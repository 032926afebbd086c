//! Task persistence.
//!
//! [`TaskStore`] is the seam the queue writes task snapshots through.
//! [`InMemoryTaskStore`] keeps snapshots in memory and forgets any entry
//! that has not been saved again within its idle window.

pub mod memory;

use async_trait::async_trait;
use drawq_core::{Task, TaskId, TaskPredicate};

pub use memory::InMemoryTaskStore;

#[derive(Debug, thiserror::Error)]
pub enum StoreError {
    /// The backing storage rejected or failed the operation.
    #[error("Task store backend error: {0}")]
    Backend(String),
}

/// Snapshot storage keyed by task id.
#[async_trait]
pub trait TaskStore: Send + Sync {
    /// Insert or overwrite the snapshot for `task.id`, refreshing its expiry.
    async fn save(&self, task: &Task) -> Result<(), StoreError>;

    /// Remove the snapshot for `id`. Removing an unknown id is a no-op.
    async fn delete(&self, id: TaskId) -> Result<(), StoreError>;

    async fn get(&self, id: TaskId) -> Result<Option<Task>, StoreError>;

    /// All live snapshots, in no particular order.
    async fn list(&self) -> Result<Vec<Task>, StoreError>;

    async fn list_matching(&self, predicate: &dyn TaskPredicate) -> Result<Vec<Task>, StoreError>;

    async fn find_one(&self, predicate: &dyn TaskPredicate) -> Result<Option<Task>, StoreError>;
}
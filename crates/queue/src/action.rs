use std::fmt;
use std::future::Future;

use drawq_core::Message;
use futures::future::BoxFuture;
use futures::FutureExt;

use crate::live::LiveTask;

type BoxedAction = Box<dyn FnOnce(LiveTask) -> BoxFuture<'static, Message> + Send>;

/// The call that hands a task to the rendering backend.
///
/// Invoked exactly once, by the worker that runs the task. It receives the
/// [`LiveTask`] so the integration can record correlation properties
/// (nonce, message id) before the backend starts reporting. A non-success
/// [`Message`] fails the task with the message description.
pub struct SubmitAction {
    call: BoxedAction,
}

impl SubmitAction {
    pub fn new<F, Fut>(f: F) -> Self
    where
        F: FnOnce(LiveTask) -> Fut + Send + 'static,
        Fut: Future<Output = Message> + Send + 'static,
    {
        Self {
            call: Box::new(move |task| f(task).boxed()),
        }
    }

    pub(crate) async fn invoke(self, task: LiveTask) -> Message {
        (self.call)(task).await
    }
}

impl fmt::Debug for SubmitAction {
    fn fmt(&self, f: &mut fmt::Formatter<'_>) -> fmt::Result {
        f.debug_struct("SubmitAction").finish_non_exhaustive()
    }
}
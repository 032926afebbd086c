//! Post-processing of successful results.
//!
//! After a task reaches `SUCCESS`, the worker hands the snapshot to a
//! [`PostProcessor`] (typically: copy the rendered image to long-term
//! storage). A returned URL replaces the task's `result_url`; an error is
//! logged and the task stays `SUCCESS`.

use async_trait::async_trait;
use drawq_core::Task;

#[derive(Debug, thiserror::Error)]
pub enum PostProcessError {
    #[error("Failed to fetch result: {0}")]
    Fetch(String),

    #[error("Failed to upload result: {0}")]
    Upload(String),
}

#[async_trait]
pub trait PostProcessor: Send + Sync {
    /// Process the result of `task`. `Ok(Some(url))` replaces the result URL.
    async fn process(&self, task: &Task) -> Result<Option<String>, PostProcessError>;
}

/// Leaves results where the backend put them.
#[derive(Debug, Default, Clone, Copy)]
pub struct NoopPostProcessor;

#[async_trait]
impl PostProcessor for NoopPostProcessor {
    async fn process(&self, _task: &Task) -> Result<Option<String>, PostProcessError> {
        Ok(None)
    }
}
==
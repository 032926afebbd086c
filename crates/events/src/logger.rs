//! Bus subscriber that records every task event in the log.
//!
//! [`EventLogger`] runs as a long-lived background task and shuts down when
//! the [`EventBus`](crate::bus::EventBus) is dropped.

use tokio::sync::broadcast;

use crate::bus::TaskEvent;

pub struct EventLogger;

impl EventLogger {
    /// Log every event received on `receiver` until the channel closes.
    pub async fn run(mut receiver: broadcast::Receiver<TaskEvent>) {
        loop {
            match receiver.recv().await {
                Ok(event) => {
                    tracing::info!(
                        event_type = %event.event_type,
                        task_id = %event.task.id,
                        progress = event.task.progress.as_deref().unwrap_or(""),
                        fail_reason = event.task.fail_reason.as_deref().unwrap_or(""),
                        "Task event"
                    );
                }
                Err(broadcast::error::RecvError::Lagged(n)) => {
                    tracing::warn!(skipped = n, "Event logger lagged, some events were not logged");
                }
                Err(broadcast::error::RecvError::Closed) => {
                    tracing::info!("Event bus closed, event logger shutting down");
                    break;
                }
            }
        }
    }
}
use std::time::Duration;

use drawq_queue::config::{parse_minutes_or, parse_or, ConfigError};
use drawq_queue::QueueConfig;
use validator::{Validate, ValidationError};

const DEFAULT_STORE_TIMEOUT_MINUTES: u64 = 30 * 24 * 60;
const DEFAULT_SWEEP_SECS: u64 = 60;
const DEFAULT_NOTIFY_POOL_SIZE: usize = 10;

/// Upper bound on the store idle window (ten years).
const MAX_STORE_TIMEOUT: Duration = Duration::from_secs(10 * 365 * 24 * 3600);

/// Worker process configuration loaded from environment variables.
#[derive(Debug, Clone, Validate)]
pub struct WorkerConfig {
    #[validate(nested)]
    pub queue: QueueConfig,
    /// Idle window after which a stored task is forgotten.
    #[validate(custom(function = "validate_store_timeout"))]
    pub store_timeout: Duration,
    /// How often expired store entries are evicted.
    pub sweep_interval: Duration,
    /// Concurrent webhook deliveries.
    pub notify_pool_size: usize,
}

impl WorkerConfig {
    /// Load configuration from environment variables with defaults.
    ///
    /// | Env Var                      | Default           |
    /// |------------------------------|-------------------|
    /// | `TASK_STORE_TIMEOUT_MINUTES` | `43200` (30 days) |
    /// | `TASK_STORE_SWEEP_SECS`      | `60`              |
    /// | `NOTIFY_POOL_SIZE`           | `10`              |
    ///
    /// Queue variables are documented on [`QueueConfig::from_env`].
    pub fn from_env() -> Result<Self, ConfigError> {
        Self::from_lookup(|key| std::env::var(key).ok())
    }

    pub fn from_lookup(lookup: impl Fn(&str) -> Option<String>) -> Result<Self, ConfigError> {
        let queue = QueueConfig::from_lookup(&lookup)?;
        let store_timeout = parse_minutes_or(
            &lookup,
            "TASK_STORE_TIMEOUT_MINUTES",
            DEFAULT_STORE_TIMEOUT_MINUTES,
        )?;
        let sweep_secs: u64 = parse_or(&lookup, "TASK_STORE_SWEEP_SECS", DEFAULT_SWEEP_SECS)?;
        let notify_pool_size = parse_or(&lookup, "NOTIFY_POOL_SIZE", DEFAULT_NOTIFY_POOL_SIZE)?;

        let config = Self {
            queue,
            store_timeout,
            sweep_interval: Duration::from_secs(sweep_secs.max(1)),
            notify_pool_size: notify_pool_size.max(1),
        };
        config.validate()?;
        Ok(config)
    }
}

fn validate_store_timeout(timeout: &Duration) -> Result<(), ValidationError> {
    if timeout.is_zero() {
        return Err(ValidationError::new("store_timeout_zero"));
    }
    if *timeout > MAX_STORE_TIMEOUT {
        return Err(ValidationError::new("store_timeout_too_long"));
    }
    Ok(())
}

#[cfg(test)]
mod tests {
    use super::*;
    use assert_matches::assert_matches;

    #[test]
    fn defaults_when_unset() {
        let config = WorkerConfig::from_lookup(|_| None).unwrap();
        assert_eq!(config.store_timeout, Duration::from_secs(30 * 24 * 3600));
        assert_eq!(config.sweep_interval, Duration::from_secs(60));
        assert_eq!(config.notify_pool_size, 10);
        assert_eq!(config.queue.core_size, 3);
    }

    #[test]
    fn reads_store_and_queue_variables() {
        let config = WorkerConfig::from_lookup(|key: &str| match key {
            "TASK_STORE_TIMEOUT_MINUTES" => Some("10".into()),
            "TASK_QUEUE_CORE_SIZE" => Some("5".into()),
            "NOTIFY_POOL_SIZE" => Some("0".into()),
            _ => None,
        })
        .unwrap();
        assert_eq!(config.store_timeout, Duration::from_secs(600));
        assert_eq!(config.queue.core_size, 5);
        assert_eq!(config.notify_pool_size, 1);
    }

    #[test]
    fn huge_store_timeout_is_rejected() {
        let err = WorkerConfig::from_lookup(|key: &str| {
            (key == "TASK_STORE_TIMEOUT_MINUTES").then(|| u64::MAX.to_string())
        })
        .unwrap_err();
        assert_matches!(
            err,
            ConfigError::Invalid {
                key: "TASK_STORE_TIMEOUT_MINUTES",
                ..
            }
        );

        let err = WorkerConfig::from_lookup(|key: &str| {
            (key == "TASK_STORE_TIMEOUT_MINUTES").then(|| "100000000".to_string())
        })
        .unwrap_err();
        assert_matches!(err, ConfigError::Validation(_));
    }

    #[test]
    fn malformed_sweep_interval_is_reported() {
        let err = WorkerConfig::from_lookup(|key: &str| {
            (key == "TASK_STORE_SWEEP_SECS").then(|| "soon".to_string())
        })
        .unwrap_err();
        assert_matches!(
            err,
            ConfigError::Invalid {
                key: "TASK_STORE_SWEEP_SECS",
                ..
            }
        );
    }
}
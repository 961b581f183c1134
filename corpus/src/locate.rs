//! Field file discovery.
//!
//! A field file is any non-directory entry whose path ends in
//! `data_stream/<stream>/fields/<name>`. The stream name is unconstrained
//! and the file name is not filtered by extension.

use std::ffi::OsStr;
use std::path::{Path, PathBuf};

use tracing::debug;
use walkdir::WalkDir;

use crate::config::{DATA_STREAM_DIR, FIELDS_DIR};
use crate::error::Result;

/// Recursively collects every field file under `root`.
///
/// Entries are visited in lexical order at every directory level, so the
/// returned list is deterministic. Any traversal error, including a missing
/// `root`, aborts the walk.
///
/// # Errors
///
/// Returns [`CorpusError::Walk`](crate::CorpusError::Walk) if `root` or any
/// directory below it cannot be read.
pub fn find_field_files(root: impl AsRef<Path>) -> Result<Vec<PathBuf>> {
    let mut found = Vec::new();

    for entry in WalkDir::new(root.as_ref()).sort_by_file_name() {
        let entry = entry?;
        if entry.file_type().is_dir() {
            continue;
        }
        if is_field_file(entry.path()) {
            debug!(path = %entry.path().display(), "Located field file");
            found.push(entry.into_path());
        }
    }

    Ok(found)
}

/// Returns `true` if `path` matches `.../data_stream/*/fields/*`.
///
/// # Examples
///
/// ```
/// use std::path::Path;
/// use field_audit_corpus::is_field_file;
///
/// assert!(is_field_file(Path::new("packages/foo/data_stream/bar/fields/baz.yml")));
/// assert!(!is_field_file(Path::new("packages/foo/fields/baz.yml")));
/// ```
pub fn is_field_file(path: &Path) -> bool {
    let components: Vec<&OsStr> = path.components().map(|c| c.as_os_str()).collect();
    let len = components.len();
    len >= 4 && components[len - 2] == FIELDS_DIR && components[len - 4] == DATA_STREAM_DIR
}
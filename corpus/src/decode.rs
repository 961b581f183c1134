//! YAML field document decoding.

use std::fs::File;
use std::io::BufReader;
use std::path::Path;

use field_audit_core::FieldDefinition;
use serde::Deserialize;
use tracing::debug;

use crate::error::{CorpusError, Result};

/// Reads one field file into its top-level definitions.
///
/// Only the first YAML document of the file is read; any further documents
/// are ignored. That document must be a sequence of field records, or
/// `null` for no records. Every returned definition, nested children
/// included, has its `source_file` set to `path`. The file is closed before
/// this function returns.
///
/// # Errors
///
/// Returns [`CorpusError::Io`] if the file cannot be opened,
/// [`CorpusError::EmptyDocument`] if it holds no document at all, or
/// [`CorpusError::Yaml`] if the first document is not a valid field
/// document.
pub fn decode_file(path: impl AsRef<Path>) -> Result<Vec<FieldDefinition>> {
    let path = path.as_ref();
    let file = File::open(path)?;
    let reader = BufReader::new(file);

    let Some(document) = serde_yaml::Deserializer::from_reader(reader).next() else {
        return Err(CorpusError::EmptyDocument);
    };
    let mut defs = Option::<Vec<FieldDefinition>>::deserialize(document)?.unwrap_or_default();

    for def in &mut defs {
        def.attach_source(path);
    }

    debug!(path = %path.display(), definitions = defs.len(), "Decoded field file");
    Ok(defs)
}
* * *
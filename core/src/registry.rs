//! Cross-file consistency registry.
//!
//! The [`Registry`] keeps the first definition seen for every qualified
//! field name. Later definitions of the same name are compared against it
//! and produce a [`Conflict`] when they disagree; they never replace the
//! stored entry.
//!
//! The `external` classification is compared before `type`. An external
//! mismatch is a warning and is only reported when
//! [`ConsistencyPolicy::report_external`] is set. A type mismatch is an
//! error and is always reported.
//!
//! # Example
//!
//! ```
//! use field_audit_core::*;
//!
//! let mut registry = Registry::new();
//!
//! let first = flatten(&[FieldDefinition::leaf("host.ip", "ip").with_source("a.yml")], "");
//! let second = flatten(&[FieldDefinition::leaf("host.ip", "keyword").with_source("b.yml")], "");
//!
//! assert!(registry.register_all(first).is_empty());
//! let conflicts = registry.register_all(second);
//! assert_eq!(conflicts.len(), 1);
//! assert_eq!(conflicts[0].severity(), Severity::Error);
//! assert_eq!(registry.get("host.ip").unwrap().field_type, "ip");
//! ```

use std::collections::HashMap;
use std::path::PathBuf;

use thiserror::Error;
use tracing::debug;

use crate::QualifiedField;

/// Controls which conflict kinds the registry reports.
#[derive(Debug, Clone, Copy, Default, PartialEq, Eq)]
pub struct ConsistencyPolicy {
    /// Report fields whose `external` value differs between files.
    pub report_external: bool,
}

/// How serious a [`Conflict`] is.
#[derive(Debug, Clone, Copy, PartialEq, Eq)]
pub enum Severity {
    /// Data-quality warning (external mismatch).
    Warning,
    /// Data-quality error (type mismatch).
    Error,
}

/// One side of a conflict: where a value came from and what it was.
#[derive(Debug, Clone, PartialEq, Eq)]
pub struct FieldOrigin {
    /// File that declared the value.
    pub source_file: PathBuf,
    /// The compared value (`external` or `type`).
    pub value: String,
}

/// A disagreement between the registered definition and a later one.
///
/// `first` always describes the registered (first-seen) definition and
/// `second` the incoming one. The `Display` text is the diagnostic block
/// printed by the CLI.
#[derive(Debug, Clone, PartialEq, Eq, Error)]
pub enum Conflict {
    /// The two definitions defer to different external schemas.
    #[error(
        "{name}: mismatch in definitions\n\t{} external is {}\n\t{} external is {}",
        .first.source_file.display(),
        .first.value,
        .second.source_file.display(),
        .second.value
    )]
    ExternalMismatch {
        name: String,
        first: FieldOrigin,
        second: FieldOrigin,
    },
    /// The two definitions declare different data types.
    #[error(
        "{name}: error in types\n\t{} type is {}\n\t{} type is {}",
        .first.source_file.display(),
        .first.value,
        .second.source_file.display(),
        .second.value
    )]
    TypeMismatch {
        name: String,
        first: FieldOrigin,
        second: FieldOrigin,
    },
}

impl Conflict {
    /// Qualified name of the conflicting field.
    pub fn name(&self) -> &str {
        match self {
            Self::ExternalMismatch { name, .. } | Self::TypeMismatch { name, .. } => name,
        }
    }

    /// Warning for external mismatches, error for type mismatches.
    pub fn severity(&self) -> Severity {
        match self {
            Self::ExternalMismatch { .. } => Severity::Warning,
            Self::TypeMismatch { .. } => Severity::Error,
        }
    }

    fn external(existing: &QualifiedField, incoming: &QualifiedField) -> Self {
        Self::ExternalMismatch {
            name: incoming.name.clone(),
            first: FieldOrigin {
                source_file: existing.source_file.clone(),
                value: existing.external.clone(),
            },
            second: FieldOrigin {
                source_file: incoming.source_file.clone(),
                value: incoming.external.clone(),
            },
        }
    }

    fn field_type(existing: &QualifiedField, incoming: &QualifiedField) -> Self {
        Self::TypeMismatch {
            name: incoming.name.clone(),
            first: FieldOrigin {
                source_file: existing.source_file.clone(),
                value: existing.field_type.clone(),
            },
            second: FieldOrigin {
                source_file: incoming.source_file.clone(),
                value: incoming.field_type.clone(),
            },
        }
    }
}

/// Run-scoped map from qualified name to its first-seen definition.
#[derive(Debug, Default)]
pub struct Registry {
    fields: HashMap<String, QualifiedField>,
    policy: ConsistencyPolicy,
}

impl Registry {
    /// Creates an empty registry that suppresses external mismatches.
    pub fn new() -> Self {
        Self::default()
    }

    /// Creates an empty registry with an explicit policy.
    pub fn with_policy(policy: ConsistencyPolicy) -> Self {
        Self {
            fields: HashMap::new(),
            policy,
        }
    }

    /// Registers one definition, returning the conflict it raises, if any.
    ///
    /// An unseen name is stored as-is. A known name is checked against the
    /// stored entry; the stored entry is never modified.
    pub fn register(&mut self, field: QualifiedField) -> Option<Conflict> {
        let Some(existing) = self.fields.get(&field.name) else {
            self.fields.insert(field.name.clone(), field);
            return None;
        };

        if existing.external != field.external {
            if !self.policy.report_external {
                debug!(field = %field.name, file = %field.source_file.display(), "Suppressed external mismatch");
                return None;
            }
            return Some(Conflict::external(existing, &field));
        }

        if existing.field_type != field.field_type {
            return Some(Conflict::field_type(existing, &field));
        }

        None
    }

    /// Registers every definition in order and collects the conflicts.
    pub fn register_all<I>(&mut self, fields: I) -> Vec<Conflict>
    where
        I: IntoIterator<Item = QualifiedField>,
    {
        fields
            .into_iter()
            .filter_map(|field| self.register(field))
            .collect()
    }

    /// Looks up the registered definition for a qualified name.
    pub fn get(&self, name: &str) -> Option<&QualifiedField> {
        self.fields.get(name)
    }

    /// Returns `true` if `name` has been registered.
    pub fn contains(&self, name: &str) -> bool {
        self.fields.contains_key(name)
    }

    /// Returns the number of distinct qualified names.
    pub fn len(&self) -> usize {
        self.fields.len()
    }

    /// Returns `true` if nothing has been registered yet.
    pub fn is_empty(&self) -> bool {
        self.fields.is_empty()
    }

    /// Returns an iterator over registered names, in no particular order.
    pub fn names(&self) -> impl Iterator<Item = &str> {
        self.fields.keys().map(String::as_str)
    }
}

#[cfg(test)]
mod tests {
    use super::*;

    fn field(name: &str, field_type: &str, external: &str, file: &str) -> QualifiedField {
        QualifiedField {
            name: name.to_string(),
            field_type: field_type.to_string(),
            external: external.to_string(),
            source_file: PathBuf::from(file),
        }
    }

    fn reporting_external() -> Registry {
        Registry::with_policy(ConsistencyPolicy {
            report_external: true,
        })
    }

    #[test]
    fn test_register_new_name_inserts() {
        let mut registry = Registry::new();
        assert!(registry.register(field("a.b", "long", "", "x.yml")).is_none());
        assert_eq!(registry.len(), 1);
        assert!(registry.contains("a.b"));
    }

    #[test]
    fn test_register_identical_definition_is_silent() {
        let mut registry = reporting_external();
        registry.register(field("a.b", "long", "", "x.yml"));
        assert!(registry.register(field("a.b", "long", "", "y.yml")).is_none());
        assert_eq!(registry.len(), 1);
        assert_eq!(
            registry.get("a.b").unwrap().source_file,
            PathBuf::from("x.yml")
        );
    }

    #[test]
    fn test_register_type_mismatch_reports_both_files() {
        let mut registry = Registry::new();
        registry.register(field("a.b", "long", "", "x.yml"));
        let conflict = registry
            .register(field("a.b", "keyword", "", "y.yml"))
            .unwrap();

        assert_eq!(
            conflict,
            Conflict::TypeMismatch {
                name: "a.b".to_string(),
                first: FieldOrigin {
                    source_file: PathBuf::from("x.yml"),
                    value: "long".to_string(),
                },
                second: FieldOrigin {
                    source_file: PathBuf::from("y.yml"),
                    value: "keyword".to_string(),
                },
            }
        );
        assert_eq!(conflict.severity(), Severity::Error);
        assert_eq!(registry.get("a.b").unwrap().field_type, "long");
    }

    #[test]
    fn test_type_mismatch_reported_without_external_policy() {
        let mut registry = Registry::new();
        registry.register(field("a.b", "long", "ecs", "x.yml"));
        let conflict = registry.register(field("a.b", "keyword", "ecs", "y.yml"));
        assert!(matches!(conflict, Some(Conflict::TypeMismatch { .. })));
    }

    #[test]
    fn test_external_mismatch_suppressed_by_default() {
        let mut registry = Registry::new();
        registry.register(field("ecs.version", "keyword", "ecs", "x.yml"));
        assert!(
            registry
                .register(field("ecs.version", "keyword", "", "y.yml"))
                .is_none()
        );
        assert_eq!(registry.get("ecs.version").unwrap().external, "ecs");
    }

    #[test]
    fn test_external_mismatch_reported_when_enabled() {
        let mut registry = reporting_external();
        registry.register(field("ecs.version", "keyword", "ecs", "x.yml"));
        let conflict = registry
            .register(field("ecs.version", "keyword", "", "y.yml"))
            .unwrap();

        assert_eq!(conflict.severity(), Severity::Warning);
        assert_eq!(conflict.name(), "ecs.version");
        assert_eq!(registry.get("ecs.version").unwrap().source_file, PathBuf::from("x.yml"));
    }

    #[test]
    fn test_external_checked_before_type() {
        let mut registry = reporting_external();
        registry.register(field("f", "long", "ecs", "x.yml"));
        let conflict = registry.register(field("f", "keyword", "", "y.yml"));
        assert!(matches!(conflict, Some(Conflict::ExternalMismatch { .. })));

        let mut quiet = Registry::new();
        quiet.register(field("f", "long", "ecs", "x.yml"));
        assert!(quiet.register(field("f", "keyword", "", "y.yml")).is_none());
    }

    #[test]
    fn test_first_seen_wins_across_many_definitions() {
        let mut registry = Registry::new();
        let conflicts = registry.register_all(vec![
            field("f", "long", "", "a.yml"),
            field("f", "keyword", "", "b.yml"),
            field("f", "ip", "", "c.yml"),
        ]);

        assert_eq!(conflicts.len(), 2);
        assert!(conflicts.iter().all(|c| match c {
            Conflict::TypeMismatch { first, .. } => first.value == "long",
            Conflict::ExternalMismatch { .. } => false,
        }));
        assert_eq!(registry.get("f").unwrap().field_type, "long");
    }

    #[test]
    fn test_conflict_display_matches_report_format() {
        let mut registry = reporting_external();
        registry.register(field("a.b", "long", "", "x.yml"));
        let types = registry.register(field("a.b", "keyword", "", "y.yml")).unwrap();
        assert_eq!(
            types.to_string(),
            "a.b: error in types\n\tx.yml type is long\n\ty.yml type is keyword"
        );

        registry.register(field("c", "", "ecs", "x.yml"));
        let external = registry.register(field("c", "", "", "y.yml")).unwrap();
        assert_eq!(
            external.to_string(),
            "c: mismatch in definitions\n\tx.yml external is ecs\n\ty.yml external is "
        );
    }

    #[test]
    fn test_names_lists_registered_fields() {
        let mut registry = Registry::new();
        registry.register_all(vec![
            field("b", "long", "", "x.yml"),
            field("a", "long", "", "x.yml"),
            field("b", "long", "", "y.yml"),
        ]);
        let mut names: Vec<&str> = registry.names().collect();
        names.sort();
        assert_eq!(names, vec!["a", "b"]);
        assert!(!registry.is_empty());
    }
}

> _What is being asked_: Above this task is a listing. Restate, word for word and with nothing added, the lines from the one with "filename crates/queue/src/action.rs" through the one with "It receives the".

> _Exercise response_:
filename crates/queue/src/action.rs
use std::fmt;
use std::future::Future;

use drawq_core::Message;
use futures::future::BoxFuture;
use futures::FutureExt;

use crate::live::LiveTask;

type BoxedAction = Box<dyn FnOnce(LiveTask) -> BoxFuture<'static, Message> + Send>;

/// The call that hands a task to the rendering backend.
///
/// Invoked exactly once, by the worker that runs the task. It receives the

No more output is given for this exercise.